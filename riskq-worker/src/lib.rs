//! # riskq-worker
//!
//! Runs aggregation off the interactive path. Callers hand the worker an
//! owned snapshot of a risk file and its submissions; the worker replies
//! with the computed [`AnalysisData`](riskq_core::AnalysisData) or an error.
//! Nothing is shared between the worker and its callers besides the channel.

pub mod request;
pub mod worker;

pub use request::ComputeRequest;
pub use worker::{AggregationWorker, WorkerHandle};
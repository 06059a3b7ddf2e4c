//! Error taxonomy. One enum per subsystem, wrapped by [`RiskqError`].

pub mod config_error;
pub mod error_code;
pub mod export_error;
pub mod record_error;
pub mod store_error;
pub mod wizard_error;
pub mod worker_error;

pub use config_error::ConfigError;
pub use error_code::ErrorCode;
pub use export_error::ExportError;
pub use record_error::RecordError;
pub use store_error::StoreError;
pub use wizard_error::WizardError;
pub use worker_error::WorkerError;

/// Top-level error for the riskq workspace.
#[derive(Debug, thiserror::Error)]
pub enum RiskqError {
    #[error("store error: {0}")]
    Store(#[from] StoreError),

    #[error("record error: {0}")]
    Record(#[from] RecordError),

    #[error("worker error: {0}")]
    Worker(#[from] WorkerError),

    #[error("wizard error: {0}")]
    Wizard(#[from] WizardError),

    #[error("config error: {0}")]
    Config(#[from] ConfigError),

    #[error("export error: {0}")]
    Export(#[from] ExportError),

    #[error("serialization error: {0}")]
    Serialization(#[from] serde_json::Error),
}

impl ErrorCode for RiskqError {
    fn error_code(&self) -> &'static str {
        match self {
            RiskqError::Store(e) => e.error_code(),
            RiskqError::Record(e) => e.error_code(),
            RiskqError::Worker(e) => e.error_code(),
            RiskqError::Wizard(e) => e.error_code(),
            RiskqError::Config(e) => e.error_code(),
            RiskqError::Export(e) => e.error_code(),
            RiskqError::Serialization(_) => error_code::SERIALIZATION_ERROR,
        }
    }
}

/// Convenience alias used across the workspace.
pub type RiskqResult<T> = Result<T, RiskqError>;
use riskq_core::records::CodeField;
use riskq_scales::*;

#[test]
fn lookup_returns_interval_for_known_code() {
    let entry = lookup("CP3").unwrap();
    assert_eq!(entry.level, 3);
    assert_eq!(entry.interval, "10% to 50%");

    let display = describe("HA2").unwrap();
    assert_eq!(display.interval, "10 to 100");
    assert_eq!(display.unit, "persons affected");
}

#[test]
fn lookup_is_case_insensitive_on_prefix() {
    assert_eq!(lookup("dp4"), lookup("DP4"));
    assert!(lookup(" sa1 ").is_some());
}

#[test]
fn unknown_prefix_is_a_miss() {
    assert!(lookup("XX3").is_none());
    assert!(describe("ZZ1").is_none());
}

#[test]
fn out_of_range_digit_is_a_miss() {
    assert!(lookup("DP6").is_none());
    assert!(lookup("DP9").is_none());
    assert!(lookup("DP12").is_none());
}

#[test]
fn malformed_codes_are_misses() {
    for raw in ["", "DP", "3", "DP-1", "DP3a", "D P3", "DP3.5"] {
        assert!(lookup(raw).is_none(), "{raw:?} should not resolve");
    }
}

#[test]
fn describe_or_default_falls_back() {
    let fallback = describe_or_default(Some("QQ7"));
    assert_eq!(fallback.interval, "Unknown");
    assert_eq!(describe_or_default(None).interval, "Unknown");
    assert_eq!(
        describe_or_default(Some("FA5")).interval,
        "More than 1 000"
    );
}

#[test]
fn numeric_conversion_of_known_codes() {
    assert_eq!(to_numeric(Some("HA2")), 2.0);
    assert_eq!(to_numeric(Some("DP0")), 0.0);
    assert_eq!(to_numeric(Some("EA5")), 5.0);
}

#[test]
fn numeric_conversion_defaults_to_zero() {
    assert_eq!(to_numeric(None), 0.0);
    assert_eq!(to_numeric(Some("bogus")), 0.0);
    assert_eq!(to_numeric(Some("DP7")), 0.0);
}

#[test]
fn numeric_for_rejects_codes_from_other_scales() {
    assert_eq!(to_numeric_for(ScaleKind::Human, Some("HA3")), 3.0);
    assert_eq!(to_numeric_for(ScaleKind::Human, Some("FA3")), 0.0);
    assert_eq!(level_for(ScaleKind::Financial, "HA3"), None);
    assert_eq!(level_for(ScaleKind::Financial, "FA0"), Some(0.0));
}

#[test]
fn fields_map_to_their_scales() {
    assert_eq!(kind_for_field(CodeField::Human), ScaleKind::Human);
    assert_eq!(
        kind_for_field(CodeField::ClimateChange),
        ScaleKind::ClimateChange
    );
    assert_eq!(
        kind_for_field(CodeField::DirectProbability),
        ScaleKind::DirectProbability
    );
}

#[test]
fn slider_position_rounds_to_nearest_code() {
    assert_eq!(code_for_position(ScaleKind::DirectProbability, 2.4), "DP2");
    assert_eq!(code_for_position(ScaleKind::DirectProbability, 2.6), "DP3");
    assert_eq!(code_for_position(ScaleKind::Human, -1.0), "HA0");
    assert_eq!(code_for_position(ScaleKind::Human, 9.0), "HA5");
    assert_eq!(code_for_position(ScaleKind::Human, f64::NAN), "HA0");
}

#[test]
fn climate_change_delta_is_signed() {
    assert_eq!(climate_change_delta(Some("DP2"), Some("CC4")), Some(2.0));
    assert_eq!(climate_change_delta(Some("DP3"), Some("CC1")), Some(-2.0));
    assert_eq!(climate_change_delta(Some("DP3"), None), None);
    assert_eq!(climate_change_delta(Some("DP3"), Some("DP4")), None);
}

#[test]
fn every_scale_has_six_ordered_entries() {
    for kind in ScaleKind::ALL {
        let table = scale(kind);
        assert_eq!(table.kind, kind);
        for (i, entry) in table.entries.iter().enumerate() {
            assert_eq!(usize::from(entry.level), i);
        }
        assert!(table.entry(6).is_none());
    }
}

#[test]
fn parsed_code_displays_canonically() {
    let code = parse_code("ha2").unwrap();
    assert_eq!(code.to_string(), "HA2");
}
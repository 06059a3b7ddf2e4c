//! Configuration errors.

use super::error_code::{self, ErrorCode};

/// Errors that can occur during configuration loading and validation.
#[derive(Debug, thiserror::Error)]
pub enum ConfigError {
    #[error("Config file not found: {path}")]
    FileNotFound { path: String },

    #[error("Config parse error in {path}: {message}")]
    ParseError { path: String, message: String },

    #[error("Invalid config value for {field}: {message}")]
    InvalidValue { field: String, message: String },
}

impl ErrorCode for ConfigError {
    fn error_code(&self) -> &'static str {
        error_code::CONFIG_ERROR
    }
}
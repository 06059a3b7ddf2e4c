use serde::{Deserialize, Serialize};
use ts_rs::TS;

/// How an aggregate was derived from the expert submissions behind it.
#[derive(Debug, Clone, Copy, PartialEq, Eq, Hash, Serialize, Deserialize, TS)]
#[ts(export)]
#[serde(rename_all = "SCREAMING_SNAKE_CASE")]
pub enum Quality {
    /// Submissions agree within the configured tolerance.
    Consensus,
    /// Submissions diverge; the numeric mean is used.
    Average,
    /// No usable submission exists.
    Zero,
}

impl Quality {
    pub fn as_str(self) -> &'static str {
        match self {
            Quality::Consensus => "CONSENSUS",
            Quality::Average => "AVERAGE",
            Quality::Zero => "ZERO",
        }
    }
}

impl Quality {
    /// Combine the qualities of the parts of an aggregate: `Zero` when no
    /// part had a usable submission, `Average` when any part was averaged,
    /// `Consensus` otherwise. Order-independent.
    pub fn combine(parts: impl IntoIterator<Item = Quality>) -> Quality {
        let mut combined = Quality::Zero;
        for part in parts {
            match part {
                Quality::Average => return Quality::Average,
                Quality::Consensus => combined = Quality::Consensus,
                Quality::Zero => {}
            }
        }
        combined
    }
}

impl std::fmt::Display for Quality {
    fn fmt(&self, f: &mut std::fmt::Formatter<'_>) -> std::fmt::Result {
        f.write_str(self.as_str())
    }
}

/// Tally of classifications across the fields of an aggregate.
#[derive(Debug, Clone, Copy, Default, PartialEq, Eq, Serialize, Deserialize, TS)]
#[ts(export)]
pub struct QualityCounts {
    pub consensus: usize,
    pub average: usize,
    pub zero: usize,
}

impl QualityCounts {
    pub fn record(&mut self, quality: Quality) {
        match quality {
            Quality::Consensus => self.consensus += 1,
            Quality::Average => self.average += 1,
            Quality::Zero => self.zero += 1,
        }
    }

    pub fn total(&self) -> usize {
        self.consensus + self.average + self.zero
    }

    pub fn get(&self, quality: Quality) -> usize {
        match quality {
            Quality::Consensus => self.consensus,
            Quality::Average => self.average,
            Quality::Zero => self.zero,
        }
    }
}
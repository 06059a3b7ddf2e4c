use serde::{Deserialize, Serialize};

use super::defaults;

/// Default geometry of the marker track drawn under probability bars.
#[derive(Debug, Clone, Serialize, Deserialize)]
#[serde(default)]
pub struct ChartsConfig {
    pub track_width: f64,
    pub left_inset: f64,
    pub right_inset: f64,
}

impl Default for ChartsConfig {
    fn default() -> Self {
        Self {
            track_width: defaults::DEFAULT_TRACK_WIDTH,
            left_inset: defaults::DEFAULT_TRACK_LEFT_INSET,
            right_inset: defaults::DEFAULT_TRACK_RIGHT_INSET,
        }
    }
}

○ ○ ○ ○

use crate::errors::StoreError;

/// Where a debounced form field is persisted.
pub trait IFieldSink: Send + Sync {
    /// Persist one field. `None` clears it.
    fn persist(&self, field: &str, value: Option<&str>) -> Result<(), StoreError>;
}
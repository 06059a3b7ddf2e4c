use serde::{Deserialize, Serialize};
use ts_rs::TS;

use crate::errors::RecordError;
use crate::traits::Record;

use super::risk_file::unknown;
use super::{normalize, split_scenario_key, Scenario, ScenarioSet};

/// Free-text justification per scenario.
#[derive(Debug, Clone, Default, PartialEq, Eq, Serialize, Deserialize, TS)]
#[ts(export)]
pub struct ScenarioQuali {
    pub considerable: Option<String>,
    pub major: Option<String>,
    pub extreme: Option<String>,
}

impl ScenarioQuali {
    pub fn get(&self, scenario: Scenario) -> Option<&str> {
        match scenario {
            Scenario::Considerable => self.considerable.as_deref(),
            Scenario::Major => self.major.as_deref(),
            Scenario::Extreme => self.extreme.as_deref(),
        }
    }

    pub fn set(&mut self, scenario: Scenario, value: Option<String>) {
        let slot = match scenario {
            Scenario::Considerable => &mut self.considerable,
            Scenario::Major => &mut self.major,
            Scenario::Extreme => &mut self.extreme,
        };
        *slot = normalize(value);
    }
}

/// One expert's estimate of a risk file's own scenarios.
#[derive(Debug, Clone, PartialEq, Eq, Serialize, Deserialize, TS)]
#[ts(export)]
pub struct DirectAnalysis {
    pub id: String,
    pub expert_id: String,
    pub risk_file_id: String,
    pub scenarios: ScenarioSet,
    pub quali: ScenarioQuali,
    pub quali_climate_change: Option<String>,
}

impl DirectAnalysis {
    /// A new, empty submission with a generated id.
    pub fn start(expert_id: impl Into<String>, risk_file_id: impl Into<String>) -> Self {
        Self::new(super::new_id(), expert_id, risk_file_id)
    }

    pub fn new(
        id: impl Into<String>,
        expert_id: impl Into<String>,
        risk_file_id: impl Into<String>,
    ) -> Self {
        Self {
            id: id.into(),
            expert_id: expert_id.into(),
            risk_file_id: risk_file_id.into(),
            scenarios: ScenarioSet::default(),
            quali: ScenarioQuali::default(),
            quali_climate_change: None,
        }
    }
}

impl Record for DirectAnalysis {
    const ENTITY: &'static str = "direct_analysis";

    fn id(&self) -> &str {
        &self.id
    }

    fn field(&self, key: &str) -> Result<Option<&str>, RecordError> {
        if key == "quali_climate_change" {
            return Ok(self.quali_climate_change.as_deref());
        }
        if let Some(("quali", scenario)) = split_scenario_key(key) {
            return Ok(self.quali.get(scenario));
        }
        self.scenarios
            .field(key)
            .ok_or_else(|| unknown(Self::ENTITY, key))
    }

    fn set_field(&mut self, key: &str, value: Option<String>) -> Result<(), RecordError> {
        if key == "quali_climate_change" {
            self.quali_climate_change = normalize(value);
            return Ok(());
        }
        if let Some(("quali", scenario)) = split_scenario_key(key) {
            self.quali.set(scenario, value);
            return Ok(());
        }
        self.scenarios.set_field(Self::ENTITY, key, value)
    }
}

○ ○ ○ ○

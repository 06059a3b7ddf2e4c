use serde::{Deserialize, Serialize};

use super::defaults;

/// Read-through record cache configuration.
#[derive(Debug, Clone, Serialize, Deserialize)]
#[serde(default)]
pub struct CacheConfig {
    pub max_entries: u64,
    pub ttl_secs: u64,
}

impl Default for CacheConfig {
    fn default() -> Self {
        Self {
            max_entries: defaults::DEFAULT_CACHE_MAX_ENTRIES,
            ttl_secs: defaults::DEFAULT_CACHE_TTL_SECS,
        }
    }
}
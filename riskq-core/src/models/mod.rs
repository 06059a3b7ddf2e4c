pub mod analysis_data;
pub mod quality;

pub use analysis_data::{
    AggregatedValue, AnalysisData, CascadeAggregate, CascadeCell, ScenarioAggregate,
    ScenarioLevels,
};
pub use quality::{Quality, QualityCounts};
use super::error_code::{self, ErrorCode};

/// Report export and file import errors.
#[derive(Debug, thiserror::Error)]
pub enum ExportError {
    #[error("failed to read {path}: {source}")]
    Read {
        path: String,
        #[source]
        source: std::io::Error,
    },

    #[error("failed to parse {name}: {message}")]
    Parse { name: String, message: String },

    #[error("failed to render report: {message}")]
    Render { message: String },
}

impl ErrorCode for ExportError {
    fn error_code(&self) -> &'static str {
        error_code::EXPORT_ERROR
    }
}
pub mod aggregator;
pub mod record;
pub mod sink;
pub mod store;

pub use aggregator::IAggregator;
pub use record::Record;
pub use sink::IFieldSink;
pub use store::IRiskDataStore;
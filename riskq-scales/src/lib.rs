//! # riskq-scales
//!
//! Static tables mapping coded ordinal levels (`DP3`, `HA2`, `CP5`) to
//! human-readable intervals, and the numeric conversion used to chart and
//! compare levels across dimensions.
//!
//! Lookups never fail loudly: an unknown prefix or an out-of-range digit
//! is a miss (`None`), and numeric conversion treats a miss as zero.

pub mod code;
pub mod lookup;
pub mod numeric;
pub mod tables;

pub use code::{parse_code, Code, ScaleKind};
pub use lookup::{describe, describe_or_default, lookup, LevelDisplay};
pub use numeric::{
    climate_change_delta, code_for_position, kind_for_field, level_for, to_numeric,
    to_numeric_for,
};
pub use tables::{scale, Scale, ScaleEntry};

○ ○ ○ ○

WHAT TO PRODUCE ▸ Where a line above holds the string "CacheConfig", copy that line.

SOLUTION TO THIS EXERCISE ▸
pub struct CacheConfig {
impl Default for CacheConfig {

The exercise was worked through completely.